Ok after my last card decided to kill itself and die on me I've been on the market for a new shiny one! At the moment I'm using a low end graphics card that manages to run the computer (and thanks to the wonderful people at Blizzard SC2 = with every setting set to lowest!) but I want more power!!

So at the moment I'm looking at a GTX 460 1gb
GAINWARD GeForce GTX 460 GS - 1024 MB GDDR5 - PCI-Express 2.0 (N1040-1190): Amazon.co.uk: Electronics & Photo

however I've also been recommended an overclocked version and I've been wondering if I can scale back the overclocking so as to reduce the heat level and let me take advantage of the slightly better cooling (since I understand that OC graphics cards tend to come with better overall cooling than regular editions.
KFA2 nVIDIA GTX 460 LTD OC Geforce 1GB Graphics Card: Amazon.co.uk: Electronics & Photo

Sadly however this wolf knows his basics but not his advanced stuff - anyone know of any other cards that would be worth considering - same features for half the price would be nice


----------



## Auto Lykos (Aug 18, 2010)

Both of those come with non-reference coolers. Unless you actually go out and buy a specially made after-market cooler, you won't see much variety between them. If it was that much better than a stock cooler, they'd be advertising it. ^^

What games do you play or plan to play? A GTX 460 is over kill for everyone but a hardcore fps gamer.

Furthermore, what are the stats for the rest of your system?

An HD 5770 might be something to think about as well. It's a step down, but much cheaper and will run every game on high settings without AA.


----------



## Happy Joe (Aug 20, 2010)

Also the PCI express 3 cards should be due out sometime in the next year... the backward compatibility issues have allegedly been solved.

Here's another vote for going with the minimum or slightly better that you need now and upgrading later if necessary. 
Also my last Nvidia card left me with a bit of a bad taste. (Did they ever fix the driver issue that randomly locks up/crashes Crysis?) (Old drivers didn't do it but new drivers did/do). 

Enjoy!


----------



## chrispenycate (Aug 25, 2010)

Does anyone have any information as to where to get dusty old screen driver cards?
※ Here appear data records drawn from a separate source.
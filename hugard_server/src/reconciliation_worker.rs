use std::time::Duration;

use hugard_engine::{events::EventProducers, CycleReport, ReconciliationApi, SqliteDatabase};
use log::*;
use tokio::{task::JoinHandle, time::MissedTickBehavior};

use crate::{integrations::coinbase::CoinbaseProvider, qr_codes::QrCodeStore};

/// Starts the reconciliation worker. Do not await the returned JoinHandle, as it will run indefinitely.
///
/// Cycles never overlap. If a cycle runs longer than `interval`, the next one starts as soon as it finishes, and the
/// schedule shifts rather than bursting to catch up.
pub fn start_reconciliation_worker(
    db: SqliteDatabase,
    provider: CoinbaseProvider,
    artifacts: QrCodeStore,
    producers: EventProducers,
    interval: Duration,
) -> JoinHandle<()> {
    tokio::spawn(async move {
        let mut timer = tokio::time::interval(interval);
        timer.set_missed_tick_behavior(MissedTickBehavior::Delay);
        let api = ReconciliationApi::new(db, provider, artifacts, producers);
        info!("🕰️ Reconciliation worker started. Polling every {interval:?}");
        loop {
            timer.tick().await;
            trace!("🕰️ Running reconciliation cycle");
            match api.run_cycle().await {
                Ok(report) => log_report(&report),
                Err(e) => {
                    error!("🕰️ Could not read the pending charges. Will retry next cycle. {e}");
                },
            }
        }
    })
}

fn log_report(report: &CycleReport) {
    if report.checked == 0 {
        trace!("🕰️ No pending charges");
        return;
    }
    info!(
        "🕰️ Checked {} charges. {} settled, {} pending, {} failed",
        report.checked,
        report.settled.len(),
        report.pending.len(),
        report.failed.len()
    );
    if !report.settled.is_empty() {
        debug!("🕰️ Settled: {}", report.settled.join(", "));
    }
    if !report.failed.is_empty() {
        debug!("🕰️ Failed: {}", report.failed.join(", "));
    }
}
My 386 is showing distinct signs of unreliability in that region, and since the program runs under DOS, and involves RS232 communications, it's not merely a case of getting a new computer.


----------



## Happy Joe (Aug 26, 2010)

I looked in the trash bin, there was a 486.  Unfortunately no vid card; I normally don't keep anything that old, just scrap it like everyone else... 
I would ask friends locally to see if they have any old 386s in the garage/attic/ basements, etc...

Enjoy!


----------